My youngest son, when he was still living with us, shocked me by saying that there were no family dinners during the week in the years he was growing up. Here I was, the mommy-cook to end all mommy-cooks, the person who would experiment with various recipes multiple times in her single years just to prepare for that wonderful day when she would get married, being told that she didn’t have family dinners. I was in school and juggling that work with my family obligations.
The Importance of Family Dinners
I checked with my husband who reminded me that the children stayed for after-school when I was in graduate school so that already took care of one or two meals during the week. But this wasn’t good enough for me. Suddenly, all those years that I had spent working so assiduously on my dissertation came into focus. For me, it had been all about my progress toward my personal goal, but what about being there for my children? When I started my doctorate, my youngest was only five.
Worse yet, my husband didn’t know how to cook, wasn’t about to learn, and could live on pizza. Furthermore, he was a marshmallow when it came to discipline and didn’t keep the same watchful eye on homework that I would have had. “Don’t worry, ma,” my son told me that eventful day, “I’m okay!” Well, that’s very nice to hear now that he is an adult, but still. . . . Did I do the right thing?
Nursing Creates a Bond that Pushes away Work
This point was brought home to me when I read about the comments that billionaire hedge fund manager Paul Tudor Jones made at the University of Virginia in April. According to Jones, regarding women traders, as soon as a woman bonds with her baby through nursing, she loses all focus on the stock market and how it’s functioning. It sounded to me like he was saying that the experience of nursing was so powerful that it would trivialize other issues.
This brought back to me images of my second foray into grad school. I had already acquired a Master’s Degree and I was in a doctoral program. I was pregnant with my first child. I felt so much pressure to study that, once she was born, I would do so while nursing. So maybe Tudor was wrong. On the other hand, I missed my baby so much every day that I went off to school that I eventually quit school. So maybe Tudor was right!
By the time I went back to grad school for the last time seven years had gone by and my children were older. They would be okay – or so I thought.
Why Work Outside the Home?
They say that to support a family today requires two incomes because of inflation. The dollar doesn’t go as far.
And then there is the issue of personal strengths. Since completing my doctorate and engaging in clinical practice, I seem to be getting a message that I am supposed to do this work. It appears to be a gift and gifts should not be treated lightly. Surely, it can’t be that the only gift women are given is to be capable mothers and great at making pizza from scratch. If they have other strengths, should they not be used? I, personally, prefer using women medical doctors, for example.
All that notwithstanding, it would be wrong for women to deny their maternal instincts. (In fact, if these maternal instincts aren’t even there, I would say they probably had some difficulties in their own childhood which need to be worked out so as to free them from the pain that they must still be carrying.) At the moment when a woman is nursing her baby, that relationship should be everything to her. It’s a joy which she should partake of to the fullest; God gave us delights and meant us to enjoy them. That is part of the joy of living.
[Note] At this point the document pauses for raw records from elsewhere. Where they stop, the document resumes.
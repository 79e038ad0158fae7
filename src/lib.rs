// lib.rs - capprobe library root

//! # capprobe - Capture-C probe designer
//!
//! Splits a single nucleotide sequence at every occurrence of a restriction site and tiles
//! fixed-length capture probes anchored near each fragment end. The probe set is deduplicated
//! across fragments and enumerates in a deterministic order (fragment order, then start-anchored
//! offsets, then end-anchored offsets).
//!
//! ## Basic Usage
//!
//! ```rust
//! use capprobe::prelude::*;
//!
//! let config = DesignConfig {
//!     restriction_site: "GATC".to_string(),
//!     probe_length: 4,
//!     max_probe_distance: 6,
//!     site_matching: SiteMatching::Exact,
//! };
//!
//! let report = design_probes("ACGTACGATCTTTTTT", &config);
//! assert_eq!(report.stats.fragment_count, 2);
//! assert!(report.probes.iter().all(|p| p.len() == 4));
//! ```

pub mod cli;
pub mod core;
pub mod data;
pub mod error;
pub mod output;

// Convenience prelude for common imports
pub mod prelude {
    pub use crate::cli::{validate_args, Args, ValidationResult};
    pub use crate::core::{aggregate_probes, design_probes, split_fragments, tile_fragment};
    pub use crate::core::{DesignConfig, DesignReport, DesignStats, ProbeSet, SiteMatching};
    pub use crate::data::TargetSequence;
    pub use crate::error::{ProbeError, Result};
    pub use crate::output::{write_probes, OutputFormat};
}

// Re-export main types at the root level for convenience
pub use cli::{Args, ValidationResult};
pub use core::{DesignConfig, DesignReport, ProbeSet, SiteMatching};
pub use data::TargetSequence;
pub use error::ProbeError;

/// Library version
pub const VERSION: &str = env!("CARGO_PKG_VERSION");

/// Get library information
pub fn get_info() -> String {
    format!("capprobe v{} - Capture-C probe designer", VERSION)
}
Mothers Must Juggle Even If they Do Not Work Outside the Home
Even as I write these words, I realize that enshrining that mother-baby bond in a world of its own is an impossibility. What if there are other children? Surely, their needs are important, too and the love and warmth a mother feels toward these children as they demand a glass of milk or help with homework is no less than the love and warmth she feels towards her newest addition. Mothers must learn early on how to divide their attention in a way that honors the needs of each child, so she has already mastered the art of focusing on many while making each one feel as if he is worthy of that focus.
The fact that mothers must constantly be ready to shift focus – either because economics dictate that she work, or because she has some important personal strengths that she would like to use beyond the boundaries of the family, or just because she has more than one child clammoring for attention – does not make them great multi-taskers. It has been often said that women are superior multitaskers to men. However, research shows that across genders, multitasking is associated with a decline in productivity. For example, Christine Rosen reported in the New Atlantis that “psychologist René Marois of Vanderbilt University . . . used fMRI to demonstrate the brain’s response to handling multiple tasks. Marois found evidence of a ‘response selection bottleneck’ that occurs when the brain is forced to respond to several stimuli at once. As a result, task-switching leads to time lost as the brain determines which task to perform.”
This makes the argument moot as to whether women are better multi-taskers than men; both genders are not served well by frequently having to switch their attention. The job does get done but at a cost of time, productivity, and possibly sanity.
Yet, women are constantly faced with this dilemma juggling work and family. Are we really supposed to do it all?
I believe we are supposed to be able to do many things and do them well; nevertheless we are not expected to be perfect. Only God is perfect. We are not. Down here in this world, our objective is not to be perfect but to strive in the right direction. We will never attain it because we are not meant to and therefore should not beat ourselves up over not doing so.
The answer then seems to be to try our best to do what we are good at, what we love, and what will bring benefit to ourselves, our families, and our communities and that includes being a good parent as well as a good worker. None of us is perfect and we are not supposed to be.